08/09/2010
Pawlo Cidade quer a ampliação do diálogo da Academia de Letras com a comunidade.

O novo membro da Academia de Letras de Ilhéus, Pawlo Cidade, pretende aproveitar sua experiência na área de convênios e chamadas públicas para propor na Casa algumas ações articuladas com o Fundo de Cultura do Estado. O novo imortal foi empossado na nesta quinta-feira (26), durante solenidade que contou com a presença de autoridades civis e militares do município e do Sul da Bahia. O escritor e assessor da Fundação Cultural de Ilhéus assumiu a cadeira número 13, que tem Castro Alves como patrono, foi fundada por Jorge Amado e ocupada por Zélia Gattai.

Na oportunidade, Pawlo Cidade disse que “a Academia de Letras de Ilhéus já vem cumprindo um importante papel de diálogo com a comunidade. Um dos meus objetivos como acadêmico será, ao lado dos meus pares, trabalhar para que este diálogo seja ampliado e fortalecido”. O novo acadêmico, que possui uma grande caminhada cultural em Ilhéus e na região, foi saudado por André Rosa.

Graduado em pedagogia e pós-graduado em Metodologia da Educação Ambiental, Pawlo Cidade é ator, produtor, autor e diretor de teatro. Além disso, o novo imortal possui 29 espetáculos montados, entre eles, “Sítio do Picapau Amarelo”, “Lampião, cangaço e vida”, “O mímico”, “As aventuras de João e Maria”, “Cangaço”, “Arapuca” e “Professor Clown”. Já entre os livros publicados, destacam-se “Berlinda”, “Até mais verde”, “O tesouro perdido das terras do sem fim”, “Mistério na lama negra”, “O caminho de volta”, ”As aventuras de João e Maria” e “A batalha dos nadadores”.

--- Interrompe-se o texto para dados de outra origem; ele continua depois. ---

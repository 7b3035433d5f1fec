use thiserror::Error;

use crate::pick::{ConvertError, PathParseError, TraverseError};

/// Crate-local result type.
pub type Result<T> = std::result::Result<T, PickError>;

/// Errors produced while reading a value tree and picking from it.
#[derive(Debug, Error)]
pub enum PickError {
	/// Path text did not parse.
	#[error(transparent)]
	Path(#[from] PathParseError),
	/// A path step could not be followed.
	#[error(transparent)]
	Traverse(#[from] TraverseError),
	/// The retrieved leaf did not convert.
	#[error(transparent)]
	Convert(#[from] ConvertError),
	/// Input was not valid JSON.
	#[error("json: {0}")]
	Json(#[from] serde_json::Error),
	/// Filesystem or stream IO failure.
	#[error("io: {0}")]
	Io(#[from] std::io::Error),
	/// Conversion target name is not recognized.
	#[error("unknown conversion target {name:?}")]
	UnknownTarget {
		/// Name as given.
		name: String,
	},
	/// Option value is not one of the accepted names.
	#[error("invalid {option} {value:?}, expected one of: {expected}")]
	InvalidOption {
		/// Option being parsed.
		option: &'static str,
		/// Value as given.
		value: String,
		/// Accepted names, comma separated.
		expected: &'static str,
	},
}

impl PickError {
	/// Whether the failure is a missing field, the signal optional lookups key off.
	pub fn is_not_found(&self) -> bool {
		matches!(self, Self::Traverse(err) if err.is_not_found())
	}
}
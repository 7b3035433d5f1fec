use std::borrow::Cow;

use crate::pick::convert::error::Fault;
use crate::pick::convert::scalar::{canonicalize, to_primitive};
use crate::pick::{Array, ConvertError, ConvertErrorKind, Partial, Primitive, PrimitiveKind, Scalar, Value};

const MAX_FOREIGN_DEPTH: usize = 8;

/// Target label of a sequence of `kind`.
pub(crate) fn sequence_label(kind: PrimitiveKind) -> String {
	format!("[{kind}]")
}

/// Convert `value` into a typed array of `kind`.
///
/// Sequences and bytes convert element by element and stop at the first
/// failure; a scalar becomes a one-element array; null becomes an empty one.
pub(crate) fn to_array(value: &Value, kind: PrimitiveKind) -> Result<Array, ConvertError> {
	to_array_at(value, value, kind, 0)
}

/// Typed form of [`to_array`].
pub(crate) fn to_vec<T: Scalar>(value: &Value) -> Result<Vec<T>, ConvertError> {
	let array = to_array(value, T::KIND)?;
	T::take_array(array).map_err(|_| ConvertError::new(ConvertErrorKind::InvalidType, value, sequence_label(T::KIND)))
}

fn to_array_at(root: &Value, value: &Value, kind: PrimitiveKind, depth: usize) -> Result<Array, ConvertError> {
	let fail = |kind_of_error: ConvertErrorKind| ConvertError::new(kind_of_error, root, sequence_label(kind));

	match value {
		Value::Null => Ok(Array::with_capacity(kind, 0)),
		Value::Ref(inner) => to_array_at(root, inner, kind, depth),
		Value::Array(array) if array.kind() == kind => Ok(array.clone()),
		Value::Array(array) => collect(kind, array.len(), array.iter().enumerate().map(|(index, item)| (index, Cow::Owned(item)))),
		Value::Seq(items) => collect(kind, items.len(), items.iter().enumerate().map(|(index, item)| (index, Cow::Borrowed(item)))),
		Value::Bytes(bytes) if kind == PrimitiveKind::U8 => Ok(Array::U8(bytes.clone())),
		Value::Bytes(bytes) => collect(kind, bytes.len(), bytes.iter().enumerate().map(|(index, byte)| (index, Cow::Owned(Value::U8(*byte))))),
		Value::String(text) | Value::RawJson(text) if kind == PrimitiveKind::U8 => Ok(Array::U8(text.as_bytes().to_vec())),
		Value::Map(_) | Value::KeyedMap(_) | Value::Record(_) => Err(fail(ConvertErrorKind::InvalidType)),
		Value::Foreign(foreign) => {
			if depth >= MAX_FOREIGN_DEPTH {
				return Err(fail(ConvertErrorKind::InvalidType));
			}
			let basic = canonicalize(foreign).map_err(fail)?;
			log::trace!("canonicalized {} to {} for sequence conversion", foreign.type_name(), basic.type_name());
			to_array_at(root, &basic, kind, depth + 1)
		}
		scalar => {
			let primitive = to_primitive(scalar, kind).map_err(|fault| single_error(fault, root, kind))?;
			let mut array = Array::with_capacity(kind, 1);
			array.push(primitive);
			Ok(array)
		}
	}
}

fn single_error(fault: Fault<Primitive>, root: &Value, kind: PrimitiveKind) -> ConvertError {
	fault.into_error(root, sequence_label(kind), Partial::Primitive)
}

fn collect<'v>(kind: PrimitiveKind, len: usize, items: impl Iterator<Item = (usize, Cow<'v, Value>)>) -> Result<Array, ConvertError> {
	let mut array = Array::with_capacity(kind, len);
	for (index, item) in items {
		let primitive = to_primitive(&item, kind).map_err(|fault| fault.into_error(&item, format!("{}[{index}]", sequence_label(kind)), Partial::Primitive))?;
		array.push(primitive);
	}
	Ok(array)
}
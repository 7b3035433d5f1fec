use std::fmt;
use std::iter::Peekable;
use std::str::{CharIndices, FromStr};

use serde::{Deserialize, Deserializer, Serialize, Serializer};
use thiserror::Error;

/// One step of a path.
#[derive(Debug, Clone, PartialEq, Eq, Hash)]
pub enum Key {
	/// Named field or map key.
	Field(String),
	/// Position; negative counts from the end of a sequence.
	Index(i64),
}

impl fmt::Display for Key {
	fn fmt(&self, f: &mut fmt::Formatter<'_>) -> fmt::Result {
		match self {
			Self::Field(name) => f.write_str(name),
			Self::Index(index) => write!(f, "[{index}]"),
		}
	}
}

impl From<&str> for Key {
	fn from(name: &str) -> Self {
		Self::Field(name.to_owned())
	}
}

impl From<String> for Key {
	fn from(name: String) -> Self {
		Self::Field(name)
	}
}

impl From<i64> for Key {
	fn from(index: i64) -> Self {
		Self::Index(index)
	}
}

/// Which part of a path was malformed.
#[derive(Debug, Clone, Copy, PartialEq, Eq, Error)]
pub enum PathErrorKind {
	/// Structural error, such as a stray `]` or a name glued to an index.
	#[error("invalid path format")]
	InvalidFormat,
	/// Empty or invalid name segment.
	#[error("invalid format for name")]
	InvalidFormatForName,
	/// Malformed `[...]` segment.
	#[error("invalid format for index")]
	InvalidFormatForIndex,
}

/// Path text that did not parse.
#[derive(Debug, Clone, PartialEq, Eq, Error)]
#[error("{kind} at offset {offset} in path {input:?}")]
pub struct PathParseError {
	/// Failure category.
	pub kind: PathErrorKind,
	/// Path text as given.
	pub input: String,
	/// Byte offset of the offending character.
	pub offset: usize,
}

/// Ordered steps into a value tree; empty addresses the root.
#[derive(Debug, Clone, Default, PartialEq, Eq, Hash)]
pub struct Path {
	/// Steps in traversal order.
	pub keys: Vec<Key>,
}

impl Path {
	/// Path addressing the root itself.
	pub fn root() -> Self {
		Self::default()
	}

	/// Parse dotted names with `[index]` selectors, e.g. `items.2023-01-01[4].name`.
	///
	/// A leading `.` is accepted and dropped. Names run until `.`, `[`, `]` or a
	/// control character; indices are decimal with an optional `-`.
	pub fn parse(input: &str) -> Result<Self, PathParseError> {
		let fail = |kind, offset| PathParseError {
			kind,
			input: input.to_owned(),
			offset,
		};

		let mut keys = Vec::new();
		let mut chars = input.char_indices().peekable();

		while let Some(&(offset, ch)) = chars.peek() {
			match ch {
				'.' => {
					chars.next();
					match chars.peek() {
						None => return Err(fail(PathErrorKind::InvalidFormatForName, input.len())),
						Some(&(next, c)) if !is_name_char(c) => return Err(fail(PathErrorKind::InvalidFormatForName, next)),
						Some(_) => keys.push(Key::Field(read_name(input, &mut chars))),
					}
				}
				'[' => {
					chars.next();
					let start = offset + 1;
					let Some(end) = chars.by_ref().find(|&(_, c)| c == ']').map(|(end, _)| end) else {
						return Err(fail(PathErrorKind::InvalidFormatForIndex, offset));
					};
					let index = parse_index(&input[start..end]).ok_or_else(|| fail(PathErrorKind::InvalidFormatForIndex, start))?;
					keys.push(Key::Index(index));
				}
				']' => return Err(fail(PathErrorKind::InvalidFormat, offset)),
				c if c.is_control() => return Err(fail(PathErrorKind::InvalidFormatForName, offset)),
				_ if !keys.is_empty() => return Err(fail(PathErrorKind::InvalidFormat, offset)),
				_ => keys.push(Key::Field(read_name(input, &mut chars))),
			}
		}

		Ok(Self { keys })
	}

	/// Number of steps.
	pub fn len(&self) -> usize {
		self.keys.len()
	}

	/// Whether this addresses the root.
	pub fn is_empty(&self) -> bool {
		self.keys.is_empty()
	}

	/// Append a step.
	pub fn push(&mut self, key: impl Into<Key>) {
		self.keys.push(key.into());
	}

	/// Builder form of [`push`](Self::push) for a field step.
	pub fn field(mut self, name: impl Into<String>) -> Self {
		self.keys.push(Key::Field(name.into()));
		self
	}

	/// Builder form of [`push`](Self::push) for an index step.
	pub fn index(mut self, index: i64) -> Self {
		self.keys.push(Key::Index(index));
		self
	}

	/// Steps in order.
	pub fn iter(&self) -> std::slice::Iter<'_, Key> {
		self.keys.iter()
	}

	/// First `len` steps; the whole path when it is shorter.
	pub fn prefix(&self, len: usize) -> Path {
		Path {
			keys: self.keys[..len.min(self.keys.len())].to_vec(),
		}
	}

	/// Text of the first `len` steps.
	pub fn format_prefix(&self, len: usize) -> String {
		let mut out = String::new();
		for (position, key) in self.keys.iter().take(len).enumerate() {
			if position > 0 && matches!(key, Key::Field(_)) {
				out.push('.');
			}
			out.push_str(&key.to_string());
		}
		out
	}
}

fn is_name_char(c: char) -> bool {
	!matches!(c, '.' | '[' | ']') && !c.is_control()
}

fn read_name(input: &str, chars: &mut Peekable<CharIndices<'_>>) -> String {
	let Some(&(start, _)) = chars.peek() else {
		return String::new();
	};
	let mut end = input.len();
	while let Some(&(offset, c)) = chars.peek() {
		if !is_name_char(c) {
			end = offset;
			break;
		}
		chars.next();
	}
	input[start..end].to_owned()
}

fn parse_index(body: &str) -> Option<i64> {
	let digits = body.strip_prefix('-').unwrap_or(body);
	if digits.is_empty() || !digits.bytes().all(|byte| byte.is_ascii_digit()) {
		return None;
	}
	body.parse().ok()
}

impl fmt::Display for Path {
	fn fmt(&self, f: &mut fmt::Formatter<'_>) -> fmt::Result {
		f.write_str(&self.format_prefix(self.keys.len()))
	}
}

impl FromStr for Path {
	type Err = PathParseError;

	fn from_str(s: &str) -> Result<Self, Self::Err> {
		Self::parse(s)
	}
}

impl From<Vec<Key>> for Path {
	fn from(keys: Vec<Key>) -> Self {
		Self { keys }
	}
}

impl<'a> IntoIterator for &'a Path {
	type Item = &'a Key;
	type IntoIter = std::slice::Iter<'a, Key>;

	fn into_iter(self) -> Self::IntoIter {
		self.keys.iter()
	}
}

impl Serialize for Path {
	fn serialize<S: Serializer>(&self, serializer: S) -> Result<S::Ok, S::Error> {
		serializer.collect_str(self)
	}
}

impl<'de> Deserialize<'de> for Path {
	fn deserialize<D: Deserializer<'de>>(deserializer: D) -> Result<Self, D::Error> {
		let text = String::deserialize(deserializer)?;
		Self::parse(&text).map_err(serde::de::Error::custom)
	}
}
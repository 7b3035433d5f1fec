use std::path::PathBuf;

use anypick::pick::{JsonNumbers, Path, Result, Traverser, Value};

use crate::cmd::util::{print_json, read_document};

#[derive(clap::Args)]
pub struct Args {
	/// JSON document, or `-` for stdin.
	pub file: PathBuf,
	/// Path of the slot to store into.
	pub path: String,
	/// JSON text of the value to store.
	pub value: String,
}

/// Store a JSON value at a path and print the updated document.
pub fn run(args: Args) -> Result<()> {
	let path = Path::parse(&args.path)?;
	let value = Value::parse_json(&args.value, JsonNumbers::Native)?;
	let mut root = read_document(&args.file, JsonNumbers::Native)?;

	Traverser::default().set(&mut root, &path, value)?;
	log::debug!("stored value at {path}");
	print_json(&root.to_json())
}
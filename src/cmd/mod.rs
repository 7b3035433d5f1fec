/// Leaf retrieval and conversion command.
pub mod get;
/// Store-at-path command.
pub mod set;
/// Path parsing command.
pub mod steps;
/// Shared document and output helpers.
pub(crate) mod util;
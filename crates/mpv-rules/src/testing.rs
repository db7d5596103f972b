//! Recording probes for unit tests in this crate.

use crate::error::RuleFault;
use crate::rule::{Check, Rule, Verdict};
use parking_lot::Mutex;
use std::sync::Arc;

#[derive(Debug, Clone, Copy)]
pub(crate) enum Outcome {
    Pass,
    Fail,
    Fault,
}

impl Outcome {
    fn result(self, name: &str) -> Result<Verdict, RuleFault> {
        match self {
            Self::Pass => Ok(Verdict::Pass),
            Self::Fail => Ok(Verdict::Fail),
            Self::Fault => Err(RuleFault::malformed(name, "probe fault")),
        }
    }
}

#[derive(Debug, Clone, Default)]
pub(crate) struct Journal {
    evaluated: Arc<Mutex<Vec<String>>>,
    undone: Arc<Mutex<Vec<String>>>,
}

impl Journal {
    pub(crate) fn evaluated(&self) -> Vec<String> {
        self.evaluated.lock().clone()
    }

    pub(crate) fn undone(&self) -> Vec<String> {
        self.undone.lock().clone()
    }
}

#[derive(Debug)]
pub(crate) struct Probe {
    name: String,
    outcome: Outcome,
    journal: Journal,
}

impl Probe {
    fn new(name: &str, outcome: Outcome, journal: &Journal) -> Self {
        Self {
            name: name.to_owned(),
            outcome,
            journal: journal.clone(),
        }
    }

    pub(crate) fn pass(name: &str, journal: &Journal) -> Self {
        Self::new(name, Outcome::Pass, journal)
    }

    pub(crate) fn fail(name: &str, journal: &Journal) -> Self {
        Self::new(name, Outcome::Fail, journal)
    }

    pub(crate) fn fault(name: &str, journal: &Journal) -> Self {
        Self::new(name, Outcome::Fault, journal)
    }
}

impl<P: ?Sized> Rule<P> for Probe {
    fn name(&self) -> &str {
        &self.name
    }

    fn evaluate(&self, _plan: &P) -> Result<Verdict, RuleFault> {
        self.journal.evaluated.lock().push(self.name.clone());
        self.outcome.result(&self.name)
    }

    fn undo(&self) {
        self.journal.undone.lock().push(self.name.clone());
    }
}

#[derive(Debug)]
pub(crate) struct ProbeCheck(Probe);

impl ProbeCheck {
    pub(crate) fn pass(name: &str, journal: &Journal) -> Self {
        Self(Probe::pass(name, journal))
    }

    pub(crate) fn fail(name: &str, journal: &Journal) -> Self {
        Self(Probe::fail(name, journal))
    }
}

impl<P: ?Sized> Check<P> for ProbeCheck {
    fn name(&self) -> &str {
        &self.0.name
    }

    fn check(&self, plan: &P) -> Result<Verdict, RuleFault> {
        Rule::<P>::evaluate(&self.0, plan)
    }
}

Pawlo Cidade também é especialista em projetos e produções culturais, pelo Ministério da Cultura; consultor de  políticas públicas  para  a  arte  e  para a  cultura; e colunista dos jornais Diário  de  Ilhéus e Direitos. Além disso, coordenou  diversos  projetos  em  arte-educação  pelo  município de Ilhéus, entre eles o Ecoteatro, o AABB omunidade e Pega-Pega.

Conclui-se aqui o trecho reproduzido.